* _REQUIREMENT_
Filter these entries, keeping only lines that hold the word "same".

* _DATASET EXCERPTS_

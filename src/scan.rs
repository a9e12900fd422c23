//! The two reclamation algorithms.
//!
//! Both take the calling thread's record (the retired buffer to compact)
//! and walk the registry list for published hazards. They must reach the
//! same disposal decisions for the same snapshot; the in-place variant only
//! removes the scratch allocation by borrowing the low bit of each retired
//! address.
//!
//! Records observed FREE are skipped while collecting hazards: a guard
//! published by a record that is concurrently becoming OWNED necessarily
//! postdates this scan and cannot protect an address that was retired
//! before the scan began.

use crate::collector::Collector;
use crate::record::ThreadRecord;
use crate::sync::Ordering;

/// Snapshot-and-sort scan: collect every published hazard into a scratch
/// list, sort it, then binary-search each retired address.
pub(crate) fn classic_scan(collector: &Collector, record: &ThreadRecord) {
    record.scan_count.fetch_add(1, Ordering::Relaxed);
    collector.membar().heavy();

    let mut hazards: Vec<usize> = Vec::with_capacity(collector.hazard_estimate());
    let mut node = collector.head().load(Ordering::Acquire);
    while let Some(current) = unsafe { node.as_ref() } {
        if current.is_owned() {
            for slot in current.hazards.iter() {
                let hazard = slot.load(Ordering::Acquire);
                if !hazard.is_null() {
                    hazards.push(hazard as usize);
                }
            }
        }
        node = current.next;
    }
    hazards.sort_unstable();

    // Compares and disposes through `address()`, which masks the scratch
    // bit, so this also serves as the in-place algorithm's fallback when it
    // encounters a stale mark. Survivors are stored unmarked.
    let entries = unsafe { record.retired.entries_mut() };
    let mut survivors = 0;
    let mut freed = 0;
    for index in 0..entries.len() {
        let mut entry = entries[index];
        if hazards.binary_search(&entry.address()).is_ok() {
            entry.clear_mark();
            entries[survivors] = entry;
            survivors += 1;
        } else {
            unsafe { entry.dispose() };
            freed += 1;
        }
    }
    record.retired.truncate(survivors);
    record.free_count.fetch_add(freed, Ordering::Relaxed);
}

/// Allocation-free scan: sort the retired buffer in place, then mark every
/// entry some hazard still points at by setting the low bit of its address.
///
/// A pre-set mark means a stale state (reentrancy or an invariant breach);
/// correctness comes first, so the classic algorithm takes over.
pub(crate) fn inplace_scan(collector: &Collector, record: &ThreadRecord) {
    {
        let entries = unsafe { record.retired.entries_mut() };
        if entries.is_empty() {
            return;
        }
        if entries.iter().any(|entry| entry.is_marked()) {
            classic_scan(collector, record);
            return;
        }
    }

    record.scan_count.fetch_add(1, Ordering::Relaxed);
    collector.membar().heavy();

    let entries = unsafe { record.retired.entries_mut() };
    entries.sort_unstable_by_key(|entry| entry.address());

    // Adjacent equal addresses mean the same pointer was retired twice
    // before being freed.
    debug_assert!(
        entries.windows(2).all(|pair| pair[0].address() < pair[1].address()),
        "duplicate address in retired buffer"
    );

    let mut node = collector.head().load(Ordering::Acquire);
    while let Some(current) = unsafe { node.as_ref() } {
        if current.is_owned() {
            for slot in current.hazards.iter() {
                let hazard = slot.load(Ordering::Relaxed) as usize;
                if hazard == 0 {
                    continue;
                }
                if let Ok(found) = entries.binary_search_by_key(&hazard, |entry| entry.address()) {
                    entries[found].mark();
                }
            }
        }
        node = current.next;
    }

    let mut survivors = 0;
    let mut freed = 0;
    for index in 0..entries.len() {
        let mut entry = entries[index];
        if entry.is_marked() {
            entry.clear_mark();
            entries[survivors] = entry;
            survivors += 1;
        } else {
            unsafe { entry.dispose() };
            freed += 1;
        }
    }
    record.retired.truncate(survivors);
    record.free_count.fetch_add(freed, Ordering::Relaxed);
}
//! The record registry and reclamation driver.
//!
//! A [`Collector`] owns a lock-free, append-only list of thread records.
//! Records are claimed with a compare-and-swap on their `owner` field,
//! recycled on release and only ever deallocated when the collector itself
//! is dropped, so a list traversal never races record destruction.

use core::ptr;

use crossbeam_utils::CachePadded;
use log::{debug, trace};

use crate::alloc::{self, AllocHooks};
use crate::error::Error;
use crate::guard::Guard;
use crate::membar::MemBar;
use crate::record::ThreadRecord;
use crate::retired::{dispose_boxed, DisposeFn, Retired};
use crate::scan::{classic_scan, inplace_scan};
use crate::sync::{AtomicPtr, Ordering};

const DEFAULT_GUARDS_PER_RECORD: usize = 8;
const DEFAULT_MAX_THREADS: usize = 100;

/// Which reclamation algorithm a scan dispatches to. Chosen once at
/// construction.
#[derive(Clone, Copy, Debug, PartialEq, Eq)]
pub enum ScanStrategy {
    /// Snapshot every published hazard into a sorted scratch list.
    Classic,
    /// Allocation-free variant that marks retired entries in place.
    InPlace,
}

impl Default for ScanStrategy {
    fn default() -> ScanStrategy {
        ScanStrategy::Classic
    }
}

/// Collector construction parameters. A zero means "use the default"
/// (8 hazard slots per record, 100 records). The retired capacity is raised
/// to twice `guard_count * max_threads` whenever the requested value is
/// smaller, so one full sweep of all published hazards always fits.
#[derive(Clone, Copy, Debug, Default)]
pub struct Config {
    pub guard_count: usize,
    pub max_threads: usize,
    pub max_retired: usize,
    pub strategy: ScanStrategy,
}

/// Aggregated per-record diagnostic counters. Values are racy snapshots;
/// they are maintained with relaxed operations and only meant for
/// observability.
#[derive(Clone, Copy, Debug, Default, PartialEq, Eq)]
pub struct Stat {
    pub thread_rec_count: usize,
    pub guard_allocated: usize,
    pub guard_freed: usize,
    pub retired_count: usize,
    pub free_count: usize,
    pub scan_count: usize,
    pub help_scan_count: usize,
}

fn effective_retired_capacity(requested: usize, guard_count: usize, max_threads: usize) -> usize {
    let min_size = guard_count * max_threads;
    if requested < min_size {
        min_size * 2
    } else {
        requested
    }
}

/// The hazard-pointer registry and reclamation engine.
pub struct Collector {
    head: CachePadded<AtomicPtr<ThreadRecord>>,
    guard_count: usize,
    max_threads: usize,
    max_retired: usize,
    strategy: ScanStrategy,
    membar: MemBar,
    hooks: AllocHooks,
}

impl Collector {
    pub fn new(config: Config) -> Collector {
        let guard_count = if config.guard_count == 0 {
            DEFAULT_GUARDS_PER_RECORD
        } else {
            config.guard_count
        };
        let max_threads = if config.max_threads == 0 {
            DEFAULT_MAX_THREADS
        } else {
            config.max_threads
        };
        let max_retired = effective_retired_capacity(config.max_retired, guard_count, max_threads);
        let membar = MemBar::select();
        debug!(
            "collector: {} hazard slots/record, {} retired entries/record, {:?} scan, {:?} barrier",
            guard_count, max_retired, config.strategy, membar
        );
        Collector {
            head: CachePadded::new(AtomicPtr::new(ptr::null_mut())),
            guard_count,
            max_threads,
            max_retired,
            strategy: config.strategy,
            membar,
            hooks: alloc::current_hooks(),
        }
    }

    /// Claims a record for the calling context. Dropping the handle runs
    /// the full release path (guard retraction, scan, help-scan).
    pub fn register(&self) -> Result<LocalHandle<'_>, Error> {
        let record = self.allocate()?;
        Ok(LocalHandle {
            collector: self,
            record,
        })
    }

    pub fn guard_count(&self) -> usize {
        self.guard_count
    }

    pub fn max_retired(&self) -> usize {
        self.max_retired
    }

    pub fn strategy(&self) -> ScanStrategy {
        self.strategy
    }

    #[inline]
    pub(crate) fn head(&self) -> &AtomicPtr<ThreadRecord> {
        &self.head
    }

    #[inline]
    pub(crate) fn membar(&self) -> MemBar {
        self.membar
    }

    /// Scratch-list sizing for the classic scan.
    #[inline]
    pub(crate) fn hazard_estimate(&self) -> usize {
        self.guard_count * self.max_threads
    }

    /// Returns a ready-to-use record: first a claim walk over the list
    /// (CAS `owner` from null to the record), then a fresh arena block
    /// prepended with a CAS loop on `head`. Prepending is safe against
    /// concurrent traversals because list nodes are never unlinked.
    pub(crate) fn allocate(&self) -> Result<*mut ThreadRecord, Error> {
        let mut node = self.head.load(Ordering::Acquire);
        while let Some(record) = unsafe { node.as_ref() } {
            if record
                .owner
                .compare_exchange(ptr::null_mut(), node, Ordering::Acquire, Ordering::Relaxed)
                .is_ok()
            {
                record.drained.store(false, Ordering::Release);
                return Ok(node);
            }
            node = record.next;
        }

        let record = ThreadRecord::create(self.guard_count, self.max_retired, self.hooks)?;
        let mut head = self.head.load(Ordering::Relaxed);
        loop {
            unsafe { (*record).next = head };
            match self
                .head
                .compare_exchange_weak(head, record, Ordering::Release, Ordering::Acquire)
            {
                Ok(_) => break,
                Err(current) => head = current,
            }
        }
        trace!("collector: published a fresh thread record");
        Ok(record)
    }

    /// Releases an owned record back to the pool. The final store of
    /// `owner` is the hand-off point: it happens after the guard
    /// retraction and the scans, so a claimant never sees a half-released
    /// record.
    pub(crate) unsafe fn release(&self, record: *mut ThreadRecord, help: bool) {
        let rec = &*record;
        debug_assert_eq!(rec.owner.load(Ordering::Relaxed), record);

        rec.hazards.clear();
        self.scan(rec);
        if help {
            self.help_scan(rec);
        }
        rec.owner.store(ptr::null_mut(), Ordering::Release);
    }

    /// Force-releases every currently owned record. Teardown only; must
    /// not race ordinary API calls.
    pub(crate) fn detach_all(&self) {
        let mut node = self.head.load(Ordering::Acquire);
        while let Some(record) = unsafe { node.as_ref() } {
            let record_ptr = node;
            node = record.next;
            if record.is_owned() {
                unsafe { self.release(record_ptr, false) };
            }
        }
    }

    /// Runs the configured reclamation algorithm over `record`'s retired
    /// buffer.
    pub(crate) fn scan(&self, record: &ThreadRecord) {
        match self.strategy {
            ScanStrategy::Classic => classic_scan(self, record),
            ScanStrategy::InPlace => inplace_scan(self, record),
        }
    }

    /// Absorbs retired work abandoned in released-but-undrained records.
    /// Claims each donor through the same ownership CAS as `allocate`, so
    /// a record is drained by exactly one helper.
    pub(crate) fn help_scan(&self, record: &ThreadRecord) {
        debug_assert!(record.is_owned());
        record.help_scan_count.fetch_add(1, Ordering::Relaxed);

        let mut node = self.head.load(Ordering::Acquire);
        while let Some(donor) = unsafe { node.as_ref() } {
            let donor_ptr = node;
            node = donor.next;

            if ptr::eq(donor, record) {
                continue;
            }
            if donor.drained.load(Ordering::Acquire) {
                continue;
            }
            if donor
                .owner
                .compare_exchange(ptr::null_mut(), donor_ptr, Ordering::Acquire, Ordering::Relaxed)
                .is_err()
            {
                // Owned by its thread, or another helper got here first.
                continue;
            }

            // Sole owner of the donor now; move its pending entries into
            // our own buffer, scanning whenever it fills up.
            let pending = unsafe { donor.retired.entries_mut() };
            let absorbed = pending.len();
            for &entry in pending.iter() {
                if record.retired.is_full() {
                    self.scan(record);
                }
                let pushed = record.retired.try_push(entry);
                debug_assert!(pushed, "retired capacity below the guards-in-flight bound");
            }
            donor.retired.truncate(0);
            donor.drained.store(true, Ordering::Release);
            donor.owner.store(ptr::null_mut(), Ordering::Release);

            if absorbed > 0 {
                trace!("help-scan absorbed {} retired entries", absorbed);
            }
            self.scan(record);
        }
    }

    /// Appends to `record`'s retired buffer, scanning (and as a last
    /// resort help-scanning) to make room when it is full.
    pub(crate) fn retire_on(&self, record: &ThreadRecord, entry: Retired) -> Result<(), Error> {
        if !record.retired.try_push(entry) {
            self.scan(record);
            if !record.retired.try_push(entry) {
                self.help_scan(record);
                if !record.retired.try_push(entry) {
                    return Err(Error::RetiredOverflow);
                }
            }
        }
        record.retire_count.fetch_add(1, Ordering::Relaxed);
        Ok(())
    }

    /// Sums the diagnostic counters over every record in the registry.
    pub fn statistics(&self) -> Stat {
        let mut stat = Stat::default();
        let mut node = self.head.load(Ordering::Acquire);
        while let Some(record) = unsafe { node.as_ref() } {
            stat.thread_rec_count += 1;
            let (allocated, freed) = record.hazards.guard_counters();
            stat.guard_allocated += allocated;
            stat.guard_freed += freed;
            stat.retired_count += record.retire_count.load(Ordering::Relaxed);
            stat.free_count += record.free_count.load(Ordering::Relaxed);
            stat.scan_count += record.scan_count.load(Ordering::Relaxed);
            stat.help_scan_count += record.help_scan_count.load(Ordering::Relaxed);
            node = record.next;
        }
        stat
    }
}

impl Drop for Collector {
    /// Teardown walk: dispose whatever is still pending in each record,
    /// then release the record blocks through the allocator the collector
    /// was constructed with. Exclusive access is the caller's contract.
    fn drop(&mut self) {
        debug!("collector teardown: {:?}", self.statistics());

        let mut node = self.head.load(Ordering::Relaxed);
        self.head.store(ptr::null_mut(), Ordering::Relaxed);

        let mut disposed = 0usize;
        while !node.is_null() {
            unsafe {
                let record = &*node;
                let next = record.next;

                let owner = record.owner.load(Ordering::Relaxed);
                debug_assert!(
                    owner.is_null() || owner == node,
                    "record owned by a foreign record at teardown"
                );

                let pending = record.retired.entries_mut();
                disposed += pending.len();
                for &entry in pending.iter() {
                    entry.dispose();
                }
                record.retired.truncate(0);

                ThreadRecord::destroy(node, self.hooks);
                node = next;
            }
        }
        if disposed > 0 {
            debug!("collector teardown disposed {} leftover retired entries", disposed);
        }
    }
}

/// An owned registration in a [`Collector`]. One record is claimed for the
/// lifetime of the handle; dropping it releases the record for reuse.
///
/// The handle is deliberately neither `Send` nor `Sync`: everything
/// non-atomic in the underlying record is single-owner state.
pub struct LocalHandle<'c> {
    collector: &'c Collector,
    record: *mut ThreadRecord,
}

impl<'c> LocalHandle<'c> {
    #[inline]
    fn record(&self) -> &ThreadRecord {
        unsafe { &*self.record }
    }

    pub fn collector(&self) -> &'c Collector {
        self.collector
    }

    /// Acquires one hazard slot of this record.
    pub fn hazard(&self) -> Result<Guard<'_>, Error> {
        Guard::acquire(self.collector, self.record())
    }

    /// Hands a heap value over to the reclamation engine. The value is
    /// dropped once no guard anywhere publishes its address.
    ///
    /// On [`Error::RetiredOverflow`] the value is leaked rather than
    /// dropped early; overflow means the caller broke the capacity
    /// contract and early disposal could be a use-after-free.
    pub fn retire<T: 'static>(&self, garbage: Box<T>) -> Result<(), Error> {
        unsafe { self.retire_with(Box::into_raw(garbage) as *mut u8, dispose_boxed::<T>) }
    }

    /// Defers `dispose(addr)` until no guard publishes `addr`.
    ///
    /// # Safety
    ///
    /// `addr` must be at least 2-byte aligned, must not be retired again
    /// before it is disposed, and must stay valid until the disposer runs.
    pub unsafe fn retire_with(&self, addr: *mut u8, dispose: DisposeFn) -> Result<(), Error> {
        self.collector.retire_on(self.record(), Retired::new(addr, dispose))
    }

    /// Explicit reclamation pass over this record's retired buffer.
    pub fn scan(&self) {
        self.collector.scan(self.record());
    }

    /// Reclamation pass that also absorbs work abandoned in released
    /// records.
    pub fn force_scan(&self) {
        self.collector.scan(self.record());
        self.collector.help_scan(self.record());
    }
}

impl Drop for LocalHandle<'_> {
    fn drop(&mut self) {
        unsafe { self.collector.release(self.record, true) };
    }
}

* _ANSWER_
//! same disposal decisions for the same snapshot; the in-place variant only
    // Adjacent equal addresses mean the same pointer was retired twice
    /// Claims each donor through the same ownership CAS as `allocate`, so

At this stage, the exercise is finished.